Annual basic income pilot project about to take off

By PAT WATSON

Four thousand households in Hamilton, Thunder Bay and Lindsay are about take part in what has been termed a pilot project to learn the effects of receiving an annual basic income.

This experiment set to run for three years has been decades in the making, with retired Conservative senator Hugh Segal having been a driving force.

The $75-million fund will give provide single persons just under $17,000 per year, equivalent to 75 per cent of an annual low-income measure of about $22,650, while couples would receive about $24,000. A feature of the plan would be to take back 50 per cent of any earned income. People with a low income, and that includes disability payments, are the priority applicants for the pilot program.

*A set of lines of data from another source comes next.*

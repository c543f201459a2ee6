use std::fmt;

use async_trait::async_trait;
use fa_core::{Error, Result, SentimentBackend, SentimentLabel, SentimentResult};
use reqwest::Client;
use serde::Deserialize;
use serde_json::json;
use tokio::sync::OnceCell;
use tracing::info;
use url::Url;

use crate::analysis::truncate;

/// FinBERT reads at most 512 tokens. Text is cut to this many characters
/// and the endpoint is also asked to truncate what still overflows.
pub const FINBERT_TEXT_BUDGET: usize = 512;

#[derive(Debug, Deserialize)]
struct LabelScore {
    label: String,
    score: f64,
}

/// The inference API nests scores one level deeper for batched input.
#[derive(Debug, Deserialize)]
#[serde(untagged)]
enum ClassifierResponse {
    Nested(Vec<Vec<LabelScore>>),
    Flat(Vec<LabelScore>),
}

impl ClassifierResponse {
    fn into_scores(self) -> Vec<LabelScore> {
        match self {
            ClassifierResponse::Nested(batches) => batches.into_iter().next().unwrap_or_default(),
            ClassifierResponse::Flat(scores) => scores,
        }
    }
}

struct Classifier {
    client: Client,
    endpoint: Url,
}

/// FinBERT served by the Hugging Face inference API.
///
/// The HTTP handle is built on first use and then reused for the lifetime of
/// the backend.
pub struct FinBertSentiment {
    endpoint: String,
    token: Option<String>,
    classifier: OnceCell<Classifier>,
}

impl fmt::Debug for FinBertSentiment {
    fn fmt(&self, f: &mut fmt::Formatter<'_>) -> fmt::Result {
        f.debug_struct("FinBertSentiment")
            .field("endpoint", &self.endpoint)
            .field("token", &self.token.as_deref().map(|_| "<redacted>"))
            .field("initialized", &self.classifier.initialized())
            .finish()
    }
}

impl FinBertSentiment {
    pub fn new(endpoint: impl Into<String>, token: Option<String>) -> Self {
        Self {
            endpoint: endpoint.into(),
            token,
            classifier: OnceCell::new(),
        }
    }

    pub fn endpoint(&self) -> &str {
        &self.endpoint
    }

    pub fn is_initialized(&self) -> bool {
        self.classifier.initialized()
    }

    async fn classifier(&self) -> Result<&Classifier> {
        self.classifier
            .get_or_try_init(|| async {
                let endpoint = Url::parse(&self.endpoint)
                    .map_err(|e| Error::InvalidUrl(format!("{}: {}", self.endpoint, e)))?;
                let mut headers = reqwest::header::HeaderMap::new();
                if let Some(token) = &self.token {
                    let value = reqwest::header::HeaderValue::from_str(&format!("Bearer {}", token))
                        .map_err(|e| Error::Inference(format!("invalid token: {}", e)))?;
                    headers.insert(reqwest::header::AUTHORIZATION, value);
                }
                let client = Client::builder().default_headers(headers).build()?;
                info!("🧠 FinBERT classifier ready at {}", endpoint);
                Ok::<_, Error>(Classifier { client, endpoint })
            })
            .await
    }
}

#[async_trait]
impl SentimentBackend for FinBertSentiment {
    fn name(&self) -> &str {
        "finbert"
    }

    async fn classify(&self, text: &str) -> Result<SentimentResult> {
        if text.trim().is_empty() {
            return Ok(SentimentResult::neutral());
        }
        let classifier = self.classifier().await?;
        let body = json!({
            "inputs": truncate(text, FINBERT_TEXT_BUDGET),
            "parameters": { "truncation": true },
            "options": { "wait_for_model": true },
        });
        let response = classifier
            .client
            .post(classifier.endpoint.clone())
            .json(&body)
            .send()
            .await?
            .error_for_status()?
            .json::<ClassifierResponse>()
            .await?;

        let best = response
            .into_scores()
            .into_iter()
            .max_by(|a, b| a.score.total_cmp(&b.score))
            .ok_or_else(|| Error::MalformedOutput("classifier returned no scores".to_string()))?;

        Ok(match SentimentLabel::parse(&best.label) {
            Some(label) => SentimentResult::new(label, best.score),
            None => SentimentResult::neutral(),
        })
    }
}
use std::net::SocketAddr;
use std::sync::Arc;

use axum::{
    routing::{get, post},
    Router,
};
use tower_http::cors::CorsLayer;
use tracing::info;

pub mod handlers;
pub mod state;

pub use state::AppState;

pub async fn create_app(state: AppState) -> Router {
    let cors = CorsLayer::permissive();

    Router::new()
        .route("/api/health", get(handlers::health))
        .route("/api/analyze", post(handlers::analyze))
        .route("/api/trending", get(handlers::trending))
        .route("/api/market", get(handlers::market))
        .layer(cors)
        .with_state(Arc::new(state))
}

pub async fn serve(addr: SocketAddr, state: AppState) -> fa_core::Result<()> {
    let app = create_app(state).await;
    let listener = tokio::net::TcpListener::bind(addr).await?;
    info!("🚀 Serving the analysis API on http://{}", listener.local_addr()?);
    axum::serve(listener, app).await?;
    Ok(())
}

pub mod prelude {
    pub use crate::AppState;
    pub use fa_core::{Error, Result};
}

#[cfg(test)]
mod tests {
    use super::*;
    use async_trait::async_trait;
    use axum::body::{to_bytes, Body};
    use axum::http::{Request, StatusCode};
    use fa_core::Error;
    use fa_inference::models::DummyModel;
    use fa_inference::sentiment::LlmSentiment;
    use fa_inference::{Analyzer, Language};
    use fa_market::{FastInfo, MarketSnapshotter, QuoteProvider};
    use fa_news::{AnalysisPipeline, ContentFetcher, FeedReader, RedirectResolver};
    use httpmock::{Method::GET, MockServer};
    use serde_json::Value;
    use std::time::Duration;
    use tower::ServiceExt;

    #[derive(Debug)]
    struct FixedQuotes;

    #[async_trait]
    impl QuoteProvider for FixedQuotes {
        fn name(&self) -> &str {
            "fixed"
        }

        async fn fast_info(&self, symbol: &str) -> fa_core::Result<FastInfo> {
            match symbol {
                "BTC-USD" => Ok(FastInfo {
                    last_price: 66000.0,
                    previous_close: Some(60000.0),
                }),
                other => Err(Error::Market(format!("{} unavailable", other))),
            }
        }
    }

    fn state(model: Arc<DummyModel>, feed_url: String) -> AppState {
        let sentiment = Arc::new(LlmSentiment::new(model.clone(), Language::English));
        AppState {
            pipeline: AnalysisPipeline::new(
                RedirectResolver::with_base_url("http://127.0.0.1:9").unwrap(),
                ContentFetcher::with_timeout(Duration::from_secs(2)).unwrap(),
                Analyzer::new(model, sentiment, Language::English),
            ),
            feed: FeedReader::with_url(feed_url).unwrap(),
            market: MarketSnapshotter::with_provider(Arc::new(FixedQuotes)),
        }
    }

    async fn send(app: Router, request: Request<Body>) -> (StatusCode, Value) {
        let response = app.oneshot(request).await.unwrap();
        let status = response.status();
        let bytes = to_bytes(response.into_body(), usize::MAX).await.unwrap();
        (status, serde_json::from_slice(&bytes).unwrap())
    }

    fn analyze_request(url: &str) -> Request<Body> {
        Request::builder()
            .method("POST")
            .uri("/api/analyze")
            .header("content-type", "application/json")
            .body(Body::from(serde_json::json!({ "url": url }).to_string()))
            .unwrap()
    }

    #[tokio::test]
    async fn test_health() {
        let app = create_app(state(Arc::new(DummyModel::new()), "http://127.0.0.1:9/rss".into())).await;
        let (status, body) = send(
            app,
            Request::builder().uri("/api/health").body(Body::empty()).unwrap(),
        )
        .await;
        assert_eq!(status, StatusCode::OK);
        assert_eq!(body["status"], "ok");
    }

    #[tokio::test]
    async fn test_analyze_returns_result() {
        let server = MockServer::start();
        server.mock(|when, then| {
            when.method(GET).path("/story");
            then.status(200)
                .body("<html><body><p>Apple posts record quarterly revenue.</p></body></html>");
        });
        let model = Arc::new(DummyModel::scripted([
            r#"{"label": "positive", "score": 0.7}"#,
            r#"{"company_name": "Apple", "events": ["record revenue"]}"#,
            "Short term: momentum. Long term: services. Risks: China demand.",
        ]));
        let app = create_app(state(model, "http://127.0.0.1:9/rss".into())).await;

        let (status, body) = send(app, analyze_request(&server.url("/story"))).await;

        assert_eq!(status, StatusCode::OK);
        assert_eq!(body["sentiment"]["label"], "positive");
        assert_eq!(body["extraction"]["Ok"]["company_name"][0], "Apple");
        assert!(body["advice"]["Ok"].as_str().unwrap().starts_with("Short term"));
        assert!(body["article"]["content"]
            .as_str()
            .unwrap()
            .contains("record quarterly revenue"));
    }

    #[tokio::test]
    async fn test_analyze_fetch_failure_is_bad_gateway() {
        let model = Arc::new(DummyModel::new());
        let app = create_app(state(model.clone(), "http://127.0.0.1:9/rss".into())).await;

        let (status, body) = send(app, analyze_request("http://127.0.0.1:9/gone")).await;

        assert_eq!(status, StatusCode::BAD_GATEWAY);
        assert!(body["error"]["kind"].is_string());
        assert_eq!(model.call_count(), 0);
    }

    #[tokio::test]
    async fn test_trending_and_market() {
        let server = MockServer::start();
        server.mock(|when, then| {
            when.method(GET).path("/rss");
            then.status(200).body(
                r#"<rss version="2.0"><channel><title>t</title>
<item><title>One</title><link>https://example.com/1</link><pubDate>Wed, 10 Apr 2024 06:30:00 GMT</pubDate></item>
<item><title>Two</title><link>https://example.com/2</link><pubDate>Wed, 10 Apr 2024 05:30:00 GMT</pubDate></item>
</channel></rss>"#,
            );
        });
        let app = create_app(state(Arc::new(DummyModel::new()), server.url("/rss"))).await;

        let (status, body) = send(
            app.clone(),
            Request::builder().uri("/api/trending?limit=1").body(Body::empty()).unwrap(),
        )
        .await;
        assert_eq!(status, StatusCode::OK);
        assert_eq!(body.as_array().unwrap().len(), 1);
        assert_eq!(body[0]["title"], "One");

        let (status, body) = send(
            app,
            Request::builder().uri("/api/market").body(Body::empty()).unwrap(),
        )
        .await;
        assert_eq!(status, StatusCode::OK);
        let snapshot = body.as_object().unwrap();
        assert_eq!(snapshot.len(), 1);
        assert_eq!(body["Bitcoin"]["symbol"], "BTC-USD");
        assert!((body["Bitcoin"]["change_percent"].as_f64().unwrap() - 10.0).abs() < 1e-9);
    }

    #[tokio::test]
    async fn test_trending_limit_is_capped() {
        let items: String = (0..60)
            .map(|i| {
                format!(
                    "<item><title>Story {i}</title><link>https://example.com/{i}</link><pubDate>Wed, 10 Apr 2024 06:30:00 GMT</pubDate></item>"
                )
            })
            .collect();
        let feed = format!(r#"<rss version="2.0"><channel><title>t</title>{}</channel></rss>"#, items);
        let server = MockServer::start();
        server.mock(|when, then| {
            when.method(GET).path("/rss");
            then.status(200).body(feed.as_str());
        });
        let app = create_app(state(Arc::new(DummyModel::new()), server.url("/rss"))).await;

        let (status, body) = send(
            app,
            Request::builder().uri("/api/trending?limit=500").body(Body::empty()).unwrap(),
        )
        .await;

        assert_eq!(status, StatusCode::OK);
        assert_eq!(body.as_array().unwrap().len(), 50);
        assert_eq!(body[49]["title"], "Story 49");
    }
}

The fact that the Ontario government is even going ahead with this experiment means a level of recognition of the failure of the poverty paradigm. It actually costs more money to maintain a segment of society below the low-income median, with all the various fields that are funded to ostensibly assist those living in poverty. Note that some occupations help people who are in poverty. It does not help them out of poverty. Helping agencies are chronically underfunding so that they are never fully effective enough in their mandate. Furthermore, professionals in the social service field are chronically overworked, bogged down by whatever policy limitations exist within the agencies that employ them and endless – some would say needless – paperwork.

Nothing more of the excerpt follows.